# Alchemistische Forschung Nordends ist nutzlos



## Chalis (8. Dezember 2008)

Ich finde die "Alchemistische Forschung Nordends" ist total nutzlos.

Ich hab 1x probiert um zu sehen was da raus kommt.


und was habe ich bekommen:  "*Elixier der Ogerstärke*" na toll als ob ich das jemals benutzen würde als Priester.

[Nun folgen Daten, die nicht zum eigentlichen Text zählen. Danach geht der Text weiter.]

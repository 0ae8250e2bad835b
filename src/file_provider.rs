//! File provider seam: resolves playlist entry ids to playable local handles.

use std::collections::{HashMap, HashSet};
use std::path::PathBuf;
use std::sync::atomic::{AtomicU64, Ordering};
use std::sync::Mutex;

use log::{debug, warn};

use crate::protocol::{EntryId, LocalHandle};

/// Resolves entry ids on demand and releases them to bound memory.
pub trait FileProvider: Send + Sync {
    /// Returns handles for the ids that could be resolved. Unresolvable ids
    /// are omitted.
    fn resolve(&self, ids: &[EntryId]) -> Vec<LocalHandle>;
    fn release(&self, ids: &[EntryId]);
}

/// Maps entry ids to files on disk.
pub struct PathFileProvider {
    locations: Mutex<HashMap<EntryId, PathBuf>>,
    resident: Mutex<HashSet<EntryId>>,
    next_generation: AtomicU64,
}

impl PathFileProvider {
    pub fn new() -> Self {
        Self {
            locations: Mutex::new(HashMap::new()),
            resident: Mutex::new(HashSet::new()),
            next_generation: AtomicU64::new(1),
        }
    }

    pub fn insert(&self, entry_id: EntryId, location: PathBuf) {
        match self.locations.lock() {
            Ok(mut locations) => {
                locations.insert(entry_id, location);
            }
            Err(poisoned) => {
                poisoned.into_inner().insert(entry_id, location);
            }
        }
    }

    /// Number of entries currently handed out and not released.
    #[cfg(test)]
    pub fn resident_count(&self) -> usize {
        match self.resident.lock() {
            Ok(resident) => resident.len(),
            Err(poisoned) => poisoned.into_inner().len(),
        }
    }
}

impl Default for PathFileProvider {
    fn default() -> Self {
        Self::new()
    }
}

impl FileProvider for PathFileProvider {
    fn resolve(&self, ids: &[EntryId]) -> Vec<LocalHandle> {
        let locations = match self.locations.lock() {
            Ok(locations) => locations.clone(),
            Err(poisoned) => poisoned.into_inner().clone(),
        };
        let mut handles = Vec::with_capacity(ids.len());
        for id in ids {
            let Some(location) = locations.get(id) else {
                debug!("PathFileProvider: no location registered for entry {}", id);
                continue;
            };
            if !location.is_file() {
                warn!(
                    "PathFileProvider: entry {} points to missing file {}",
                    id,
                    location.display()
                );
                continue;
            }
            handles.push(LocalHandle {
                entry_id: id.clone(),
                location: location.clone(),
                generation: self.next_generation.fetch_add(1, Ordering::Relaxed),
            });
        }
        let mut resident = match self.resident.lock() {
            Ok(resident) => resident,
            Err(poisoned) => poisoned.into_inner(),
        };
        for handle in &handles {
            resident.insert(handle.entry_id.clone());
        }
        handles
    }

    fn release(&self, ids: &[EntryId]) {
        let mut resident = match self.resident.lock() {
            Ok(resident) => resident,
            Err(poisoned) => poisoned.into_inner(),
        };
        for id in ids {
            resident.remove(id);
        }
        debug!(
            "PathFileProvider: released {} entries, {} still resident",
            ids.len(),
            resident.len()
        );
    }
}

#[cfg(test)]
mod tests {
    use super::*;

    fn temp_file(name: &str) -> PathBuf {
        let path = std::env::temp_dir().join(format!("playhub-{}-{}", uuid::Uuid::new_v4(), name));
        std::fs::write(&path, b"not really audio").expect("write temp file");
        path
    }

    #[test]
    fn test_resolve_skips_unknown_and_missing_entries() {
        let provider = PathFileProvider::new();
        let existing = temp_file("a.mp3");
        provider.insert("a".to_string(), existing.clone());
        provider.insert("gone".to_string(), PathBuf::from("/definitely/not/here.mp3"));

        let handles = provider.resolve(&[
            "a".to_string(),
            "gone".to_string(),
            "unknown".to_string(),
        ]);
        assert_eq!(handles.len(), 1);
        assert_eq!(handles[0].entry_id, "a");
        assert_eq!(handles[0].location, existing);
        let _ = std::fs::remove_file(existing);
    }

    #[test]
    fn test_reacquired_handle_gets_new_generation() {
        let provider = PathFileProvider::new();
        let existing = temp_file("b.mp3");
        provider.insert("b".to_string(), existing.clone());

        let first = provider.resolve(&["b".to_string()]);
        let second = provider.resolve(&["b".to_string()]);
        assert!(second[0].generation > first[0].generation);
        let _ = std::fs::remove_file(existing);
    }

    #[test]
    fn test_release_drops_resident_entries() {
        let provider = PathFileProvider::new();
        let existing = temp_file("c.mp3");
        provider.insert("c".to_string(), existing.clone());
        provider.resolve(&["c".to_string()]);
        assert_eq!(provider.resident_count(), 1);

        provider.release(&["c".to_string()]);
        assert_eq!(provider.resident_count(), 0);
        let _ = std::fs::remove_file(existing);
    }
}
use std::path::Path;

use rusqlite::{params, Connection, OptionalExtension};

use crate::error::PersistenceError;
use crate::protocol::PersistedState;
use crate::state_store::StateStore;

const STATE_KEY: &str = "playback_state";
const POSITION_KEY: &str = "playback_position";

/// SQLite-backed key/value store for canonical state and position.
pub struct DbManager {
    conn: Connection,
}

impl DbManager {
    pub fn open(db_path: &Path) -> Result<Self, PersistenceError> {
        if let Some(parent) = db_path.parent() {
            if !parent.as_os_str().is_empty() && !parent.exists() {
                std::fs::create_dir_all(parent)?;
            }
        }
        let conn = Connection::open(db_path)?;
        let db_manager = Self { conn };
        db_manager.initialize_schema()?;
        Ok(db_manager)
    }

    #[cfg(test)]
    pub fn new_in_memory() -> Result<Self, PersistenceError> {
        let conn = Connection::open_in_memory()?;
        let db_manager = Self { conn };
        db_manager.initialize_schema()?;
        Ok(db_manager)
    }

    fn initialize_schema(&self) -> Result<(), rusqlite::Error> {
        self.conn.execute(
            "CREATE TABLE IF NOT EXISTS kv (
                key TEXT PRIMARY KEY,
                value TEXT NOT NULL
            )",
            [],
        )?;
        Ok(())
    }

    fn get_value(&self, key: &str) -> Result<Option<String>, rusqlite::Error> {
        self.conn
            .query_row("SELECT value FROM kv WHERE key = ?1", params![key], |row| {
                row.get::<_, String>(0)
            })
            .optional()
    }

    fn set_value(&self, key: &str, value: &str) -> Result<(), rusqlite::Error> {
        self.conn.execute(
            "INSERT INTO kv (key, value) VALUES (?1, ?2)
             ON CONFLICT(key) DO UPDATE SET value = excluded.value",
            params![key, value],
        )?;
        Ok(())
    }
}

impl StateStore for DbManager {
    fn get_state(&mut self) -> Result<Option<PersistedState>, PersistenceError> {
        match self.get_value(STATE_KEY)? {
            Some(text) => Ok(Some(serde_json::from_str(&text)?)),
            None => Ok(None),
        }
    }

    fn set_state(&mut self, state: &PersistedState) -> Result<(), PersistenceError> {
        let text = serde_json::to_string(state)?;
        self.set_value(STATE_KEY, &text)?;
        Ok(())
    }

    fn get_position(&mut self) -> Result<Option<f64>, PersistenceError> {
        match self.get_value(POSITION_KEY)? {
            Some(text) => Ok(text.parse::<f64>().ok().filter(|value| value.is_finite())),
            None => Ok(None),
        }
    }

    fn set_position(&mut self, position: f64) -> Result<(), PersistenceError> {
        self.set_value(POSITION_KEY, &position.to_string())?;
        Ok(())
    }
}

#[cfg(test)]
mod tests {
    use super::*;
    use crate::protocol::{PlaylistEntry, RepeatMode};

    fn sample_state() -> PersistedState {
        PersistedState {
            playlist: vec![
                PlaylistEntry {
                    id: "a".to_string(),
                    name: "Alpha".to_string(),
                    ..PlaylistEntry::default()
                },
                PlaylistEntry {
                    id: "b".to_string(),
                    name: "Beta".to_string(),
                    ..PlaylistEntry::default()
                },
            ],
            current_index: 1,
            current_entry_id: Some("b".to_string()),
            volume: 0.4,
            repeat_mode: RepeatMode::All,
            panel_visible: false,
            panel_collapsed: true,
        }
    }

    #[test]
    fn test_empty_store_returns_none() {
        let mut db = DbManager::new_in_memory().expect("in-memory db");
        assert!(db.get_state().expect("get_state").is_none());
        assert!(db.get_position().expect("get_position").is_none());
    }

    #[test]
    fn test_set_state_overwrites_previous_value() {
        let mut db = DbManager::new_in_memory().expect("in-memory db");
        let mut state = sample_state();
        db.set_state(&state).expect("first save");
        state.volume = 0.9;
        db.set_state(&state).expect("second save");

        let loaded = db.get_state().expect("load").expect("state present");
        assert_eq!(loaded, state);
    }

    #[test]
    fn test_position_is_stored_separately_from_state() {
        let mut db = DbManager::new_in_memory().expect("in-memory db");
        db.set_position(17.25).expect("save position");
        assert_eq!(db.get_position().expect("load"), Some(17.25));
        assert!(db.get_state().expect("load state").is_none());
    }

    #[test]
    fn test_open_creates_missing_parent_directory() {
        let dir = std::env::temp_dir().join(format!("playhub-db-{}", uuid::Uuid::new_v4()));
        let path = dir.join("nested").join("state.db");
        {
            let mut db = DbManager::open(&path).expect("open on disk");
            db.set_state(&sample_state()).expect("save");
        }
        let mut reopened = DbManager::open(&path).expect("reopen");
        assert_eq!(
            reopened.get_state().expect("load"),
            Some(sample_state())
        );
        let _ = std::fs::remove_dir_all(dir);
    }
}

und dazu 7 tage Ablinkzeit für so ein nutzloses Elixier.


----------



## Albra (8. Dezember 2008)

zähne zusammenbeißen durchhalten und immer wieder neu forschen und hoffen dass das glück dir hold ist
ich hab bisher auch nur schmarrn entdeckt tempoerhöhung was meiner druidin ja nun mal null hilft und irgendnen komischen rüstungstrank der 2 min hält..
also hoff ich auf nöchsten sonntag ^^


----------



## nalcarya (9. Dezember 2008)

Oh Man... da steht nicht umsonst *zufällig* dabei. Nur weil du in dem einen spezifischen Fall das Ergebnis nicht persönlich gebrauchen kannst, ist der Skill doch nicht gleich scheiße. Zufall ist eben Zufall und nicht "was brauchbares für den der's erforscht" 


			Dieser Inhalt steht nur eingeloggten Mitgliedern zur Verfügung.


----------



## ulli1978 (9. Dezember 2008)

nalcarya schrieb:


> Oh Man... da steht nicht umsonst *zufällig* dabei. Nur weil du in dem einen spezifischen Fall das Ergebnis nicht persönlich gebrauchen kannst, ist der Skill doch nicht gleich scheiße. Zufall ist eben Zufall und nicht "was brauchbares für den der's erforscht"
> 
> 
> Dieser Inhalt steht nur eingeloggten Mitgliedern zur Verfügung.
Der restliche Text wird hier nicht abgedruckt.